Objective: To investigate the effects of ultraviolet B on DNA methylation in systemic lupus erythematosus (SLE) patients and its significance in the pathogenesis of SLE.Methods: The study was performed in 45 patients with SLE, 40 females and 5 males. Twenty healthy volunteers, sex- and age- matched, served as a control group. SLE patients met at least 4 of revised criteria of the American College of Rheumatology (ACR). SLE activity was assessed by the SLE disease activity index (SLEDAI), and twenty-four patients with SLEDAI≥10 were considered to have active disease.
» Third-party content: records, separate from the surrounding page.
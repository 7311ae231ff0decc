//! Permission evaluation against a session's granted set.
//!
//! - No IO
//! - No panics
//! - Total: unknown identifiers are simply "not held"

use serde::{Deserialize, Serialize};

use crate::{Permission, PermissionSet};

/// `true` iff `permission` is held.
pub fn has(set: &PermissionSet, permission: impl AsRef<str>) -> bool {
    set.contains(permission.as_ref())
}

/// `true` iff at least one of `permissions` is held.
///
/// An empty list yields `false`: at least one of zero options cannot hold.
pub fn has_any<P: AsRef<str>>(set: &PermissionSet, permissions: &[P]) -> bool {
    permissions.iter().any(|p| set.contains(p.as_ref()))
}

/// `true` iff every one of `permissions` is held.
///
/// An empty list yields `true` (vacuous truth).
pub fn has_all<P: AsRef<str>>(set: &PermissionSet, permissions: &[P]) -> bool {
    permissions.iter().all(|p| set.contains(p.as_ref()))
}

/// Negation of [`has`].
pub fn not(set: &PermissionSet, permission: impl AsRef<str>) -> bool {
    !has(set, permission)
}

/// Permission requirement declared by a route or a UI fragment.
///
/// The evaluation modes are mutually exclusive by construction.
#[derive(Debug, Clone, Default, PartialEq, Eq, Serialize, Deserialize)]
#[serde(tag = "mode", content = "permissions", rename_all = "snake_case")]
pub enum Requirement {
    /// Nothing was declared. Consumers decide what that means.
    #[default]
    None,
    /// Explicitly open to any caller.
    Public,
    Single(Permission),
    Any(Vec<Permission>),
    All(Vec<Permission>),
}

/// Outcome of evaluating a [`Requirement`].
#[derive(Debug, Clone, Copy, PartialEq, Eq)]
pub enum Decision {
    Granted,
    Denied,
    Undeclared,
}

impl Requirement {
    pub fn single(permission: Permission) -> Self {
        Self::Single(permission)
    }

    pub fn any(permissions: impl IntoIterator<Item = Permission>) -> Self {
        Self::Any(permissions.into_iter().collect())
    }

    pub fn all(permissions: impl IntoIterator<Item = Permission>) -> Self {
        Self::All(permissions.into_iter().collect())
    }

    pub fn evaluate(&self, set: &PermissionSet) -> Decision {
        let granted = match self {
            Requirement::None => return Decision::Undeclared,
            Requirement::Public => true,
            Requirement::Single(p) => has(set, p),
            Requirement::Any(ps) => has_any(set, ps),
            Requirement::All(ps) => has_all(set, ps),
        };

        if granted { Decision::Granted } else { Decision::Denied }
    }

    /// Declared permissions the set does not hold (for diagnostics).
    pub fn missing(&self, set: &PermissionSet) -> Vec<Permission> {
        let declared: &[Permission] = match self {
            Requirement::None | Requirement::Public => &[],
            Requirement::Single(p) => core::slice::from_ref(p),
            Requirement::Any(ps) | Requirement::All(ps) => ps,
        };

        declared
            .iter()
            .filter(|p| not(set, p))
            .cloned()
            .collect()
    }
}

impl From<Permission> for Requirement {
    fn from(value: Permission) -> Self {
        Self::Single(value)
    }
}

#[cfg(test)]
mod tests {
    use super::*;
    use crate::catalog::*;

    fn products_reader() -> PermissionSet {
        PermissionSet::from_granted(["PRODUCTOS_LEER"])
    }

    #[test]
    fn any_versus_all_on_partial_grant() {
        let set = products_reader();
        assert!(has_any(&set, &[PRODUCTOS_LEER, PRODUCTOS_CREAR]));
        assert!(!has_all(&set, &[PRODUCTOS_LEER, PRODUCTOS_CREAR]));
    }

    #[test]
    fn empty_requirement_lists_are_asymmetric() {
        let none: [Permission; 0] = [];
        for set in [PermissionSet::empty(), products_reader()] {
            assert!(!has_any(&set, &none));
            assert!(has_all(&set, &none));
        }
    }

    #[test]
    fn unknown_strings_are_not_held() {
        let set = products_reader();
        assert!(!has(&set, "PRODUCTOS_BORRAR"));
        assert!(not(&set, "PRODUCTOS_BORRAR"));
        assert!(!has_any(&set, &["", "*"]));
    }

    #[test]
    fn requirement_modes() {
        let set = products_reader();
        assert_eq!(Requirement::None.evaluate(&set), Decision::Undeclared);
        assert_eq!(Requirement::Public.evaluate(&PermissionSet::empty()), Decision::Granted);
        assert_eq!(Requirement::single(PRODUCTOS_LEER).evaluate(&set), Decision::Granted);
        assert_eq!(Requirement::single(USUARIOS_LEER).evaluate(&set), Decision::Denied);
        let both = [USUARIOS_LEER, PRODUCTOS_LEER];
        assert_eq!(Requirement::any(both.clone()).evaluate(&set), Decision::Granted);
        assert_eq!(Requirement::all(both).evaluate(&set), Decision::Denied);
        assert_eq!(Requirement::any(Vec::new()).evaluate(&set), Decision::Denied);
        assert_eq!(Requirement::all(Vec::new()).evaluate(&set), Decision::Granted);
    }

    #[test]
    fn missing_lists_unheld_permissions() {
        let set = products_reader();
        let req = Requirement::all([PRODUCTOS_LEER, PRODUCTOS_CREAR, PRODUCTOS_ELIMINAR]);
        assert_eq!(req.missing(&set), vec![PRODUCTOS_CREAR, PRODUCTOS_ELIMINAR]);
        assert!(Requirement::Public.missing(&set).is_empty());
    }

    #[test]
    fn requirement_serde_shape() {
        let json = serde_json::to_value(Requirement::any([VENTAS_LEER])).unwrap();
        assert_eq!(json, serde_json::json!({ "mode": "any", "permissions": ["VENTAS_LEER"] }));
        let back: Requirement = serde_json::from_value(json).unwrap();
        assert_eq!(back, Requirement::any([VENTAS_LEER]));
    }

    mod proptest_tests {
        use super::*;
        use proptest::prelude::*;

        fn catalog_names() -> Vec<String> {
            all().map(|p| p.as_str().to_string()).collect()
        }

        fn name_strategy() -> impl Strategy<Value = String> {
            prop_oneof![
                proptest::sample::select(catalog_names()),
                "[A-Z_]{1,24}",
            ]
        }

        proptest! {
            #![proptest_config(ProptestConfig {
                cases: 512,
                ..ProptestConfig::default()
            })]

            /// Property: `has` is plain membership.
            #[test]
            fn has_matches_membership(
                granted in proptest::collection::vec(name_strategy(), 0..12),
                candidate in name_strategy(),
            ) {
                let set = PermissionSet::from_granted(&granted);
                let expected = granted.contains(&candidate) && is_known(&candidate);
                prop_assert_eq!(has(&set, &candidate), expected);
                prop_assert_eq!(not(&set, &candidate), !expected);
            }

            /// Property: any/all agree with per-element membership.
            #[test]
            fn any_all_follow_membership(
                granted in proptest::collection::vec(name_strategy(), 0..12),
                candidates in proptest::collection::vec(name_strategy(), 0..6),
            ) {
                let set = PermissionSet::from_granted(&granted);
                let any = candidates.iter().any(|p| has(&set, p));
                let all = candidates.iter().all(|p| has(&set, p));
                prop_assert_eq!(has_any(&set, &candidates), any);
                prop_assert_eq!(has_all(&set, &candidates), all);
            }
        }
    }
}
Peripheral blood mononuclear cells (PBMC) were isolated, and then irradiated by 311 nm narrow band-ultraviolet ray (NB-UVB) at dosages of 50 mJ/cm2, 100 mJ/cm2. DNA methylation was detected by high-performance capillary electrophoresis (HPCE) and DNA methyltransferase 1 (DNMT1) mRNA expression was measured by real-time quantitative PCR (qPCR.). At last, we analyze the correlation between the level of DNA methylation and immunologic and clinical data.Results: The level of DNA methylation in SLE patients was lower than that in control group (P =0.003). DNA methylation was decreased after irradiation at dosages of 50 mJ/cm2, 100 mJ/cm2 (P <0.01), DNA methylation decreased significantly after 50 mJ/cm2 irradiation in active SLE group, while decreased significantly after 100 mJ/cm2 irridation in stable SLE group and control group. Overall, levels of DNA methylation in patients with active SLE were more sensitive to UVB irradiation. No significant difference was observed in DNMT1 mRNA expression after UVB radiation in SLE patients and control group. The DNA methylation levels in untreated SLE patients with glucocorticoids were significantly decreased when compared with that in patients treated with glucocorticoids (P =0.01). SLE patients with facial rash, leukopenia had lower level of DNA methylation (P <0.05). No significant correlation was found between the level of DNA methylation and SLE active index (SLEDAI), various autoantibodies, Immunoglobulins, C3 and C4.Conclusion: UVB exposure plays a pivotal role in the pathogenesis of SLE, which is possibily through inhibition of DNA methylation.